The ISOQOL TCA-SIG undertook the review of several translatability assessment approaches, and, on the basis of the analysis and comparison efforts, the TCA-SIG proposed its views on which terminology should be used to refer to the process, what the best definition of TA should be, which methodology should be followed at each step of the process, who should be involved in TA, what the best review criteria are, and which recommendations should be made at the end of the TA process. A summary of the agreed good practices is presented in Table 3.

TA should be viewed as a first step in reaching conceptual equivalence between the original measure and its future translations. It does not replace the evaluation of differential item functioning or the qualitative work done either during the simultaneous development of a measure in different countries or during the translation process of a measure developed in one language and to be used in several other countries. TA could also constitute an important dimension when outcome measures are being evaluated and selected for use in research (in line with the COMET initiative [32, 33] for instance).

Most of the TA research performed to date has been carried out on measures developed in English. We have assumed that the principles of good practices that we are proposing apply to other source languages. However, we do not have sufficient empirical data to confirm this assumption.

The TCA-SIG plans to investigate ways to address the need for empirical evidence of the value of conducting TA during the PRO measure development process, whatever the source language of the original. We would like to encourage researchers to publish more evidence on the importance of performing a TA during the PRO measure development phase. Too often these steps are not reported, though performed, and the item reworded, before being issued. It would be helpful if those changes were made fully transparent in the literature. The TCA-SIG plans to collect examples of TA studies and present examples of items suggested for change and the reasons for those changes. The aim is also to follow up on the instrument development studies and illustrate how TA has enhanced the evolution of the measure. The development of a database of experience would be extremely helpful.

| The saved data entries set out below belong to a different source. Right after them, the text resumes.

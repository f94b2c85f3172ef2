// SPDX-License-Identifier: Apache-2.0 OR MIT
// Copyright (c) 2025-2026 naskel.com

//! Versioned envelopes.
//!
//! An envelope is an enum whose variants are version labels (`V1`, `V2`, ...)
//! and whose payloads are the message types of those versions. The label
//! number is the wire discriminant, so a `V1` message always starts with
//! byte `0x01` no matter how many versions are declared around it.

use crate::codec::CodecError;
use crate::schema::{EnumDescriptor, Schema, TypeId, TypeKind};
use crate::value::Value;
use thiserror::Error;

/// Envelope wrap/unwrap errors.
#[derive(Debug, Clone, PartialEq, Eq, Error)]
pub enum EnvelopeError {
    #[error("requested version {requested}, envelope carries {found}")]
    VersionMismatch { requested: String, found: String },

    #[error("`{0}` is not a versioned envelope")]
    NotAnEnvelope(String),

    #[error(transparent)]
    Codec(#[from] CodecError),
}

impl Schema {
    fn envelope(&self, ty: TypeId) -> Result<(&str, &EnumDescriptor<TypeId>), EnvelopeError> {
        let desc = self.get(ty).ok_or(CodecError::UnknownType(ty))?;
        match &desc.kind {
            TypeKind::Enum(e) if e.versioned => Ok((desc.name.as_str(), e)),
            _ => Err(EnvelopeError::NotAnEnvelope(desc.name.clone())),
        }
    }

    /// Version labels carried by an envelope, in declaration order.
    pub fn versions(&self, ty: TypeId) -> Result<Vec<&str>, EnvelopeError> {
        let (_, e) = self.envelope(ty)?;
        Ok(e.variants.iter().map(|v| v.name.as_str()).collect())
    }

    /// Wrap `payload` under version `label`.
    pub fn wrap_version(
        &self,
        ty: TypeId,
        label: &str,
        payload: Value,
    ) -> Result<Value, EnvelopeError> {
        let (name, e) = self.envelope(ty)?;
        if e.variant(label).is_none() {
            return Err(EnvelopeError::VersionMismatch {
                requested: label.to_string(),
                found: available(e, name),
            });
        }
        Ok(self.variant(ty, label, payload)?)
    }

    /// Take the payload out of an envelope value, requiring version `label`.
    pub fn unwrap_version(
        &self,
        ty: TypeId,
        envelope: Value,
        label: &str,
    ) -> Result<Value, EnvelopeError> {
        let (name, _) = self.envelope(ty)?;
        let Value::Enum(ev) = envelope else {
            return Err(CodecError::mismatch(name, &envelope).into());
        };
        if ev.variant != label {
            tracing::debug!(
                "Envelope `{}`: requested {}, found {}",
                name,
                label,
                ev.variant
            );
            return Err(EnvelopeError::VersionMismatch {
                requested: label.to_string(),
                found: ev.variant,
            });
        }
        Ok(*ev.payload)
    }

    /// Decode an envelope and unwrap version `label` in one step.
    ///
    /// A leading version byte this envelope does not declare (a newer
    /// protocol version) is reported as a version mismatch rather than an
    /// unknown discriminant.
    pub fn decode_version(
        &self,
        ty: TypeId,
        bytes: &[u8],
        label: &str,
    ) -> Result<Value, EnvelopeError> {
        let (name, e) = self.envelope(ty)?;
        if let Some(&tag) = bytes.first() {
            if e.variant_by_discriminant(tag).is_none() {
                tracing::debug!("Envelope `{}`: undeclared version tag {}", name, tag);
                return Err(EnvelopeError::VersionMismatch {
                    requested: label.to_string(),
                    found: format!("V{}", tag),
                });
            }
        }
        let envelope = self.decode(ty, bytes)?;
        self.unwrap_version(ty, envelope, label)
    }
}

fn available(e: &EnumDescriptor<TypeId>, name: &str) -> String {
    let labels: Vec<&str> = e.variants.iter().map(|v| v.name.as_str()).collect();
    format!("{} of `{}`", labels.join("/"), name)
}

Most of these principles of good practice may apply to the translatability of the other types of clinical outcome assessment (COAs), i.e., clinician-reported outcome (ClinRO), observer-reported outcome (ObsRO) and performance outcome (PerfO) measures. Further research is needed to investigate whether specific amendments to the PRO measure TA good practices should be made for other COAs.

During our reviewing and writing process, we received several comments about timing of assessment from TCA-SIG reviewers, arguing that TA could be done at any time of the life cycle of a PRO measure. We agree that other uses might be envisaged, such as a retrospective evaluation of a fully developed original measure (i.e., psychometrically evaluated) for research purposes. For instance, researchers might want to know if this measure would be suitable for their country and language(s), and apply TA to this end. This might lead to the decision of not using this specific measure if TA reveals issues in the original that cannot be changed. However, we would like to reiterate that our research was primarily focused on the prospective use of TA, i.e., during the development phase of a PRO measure.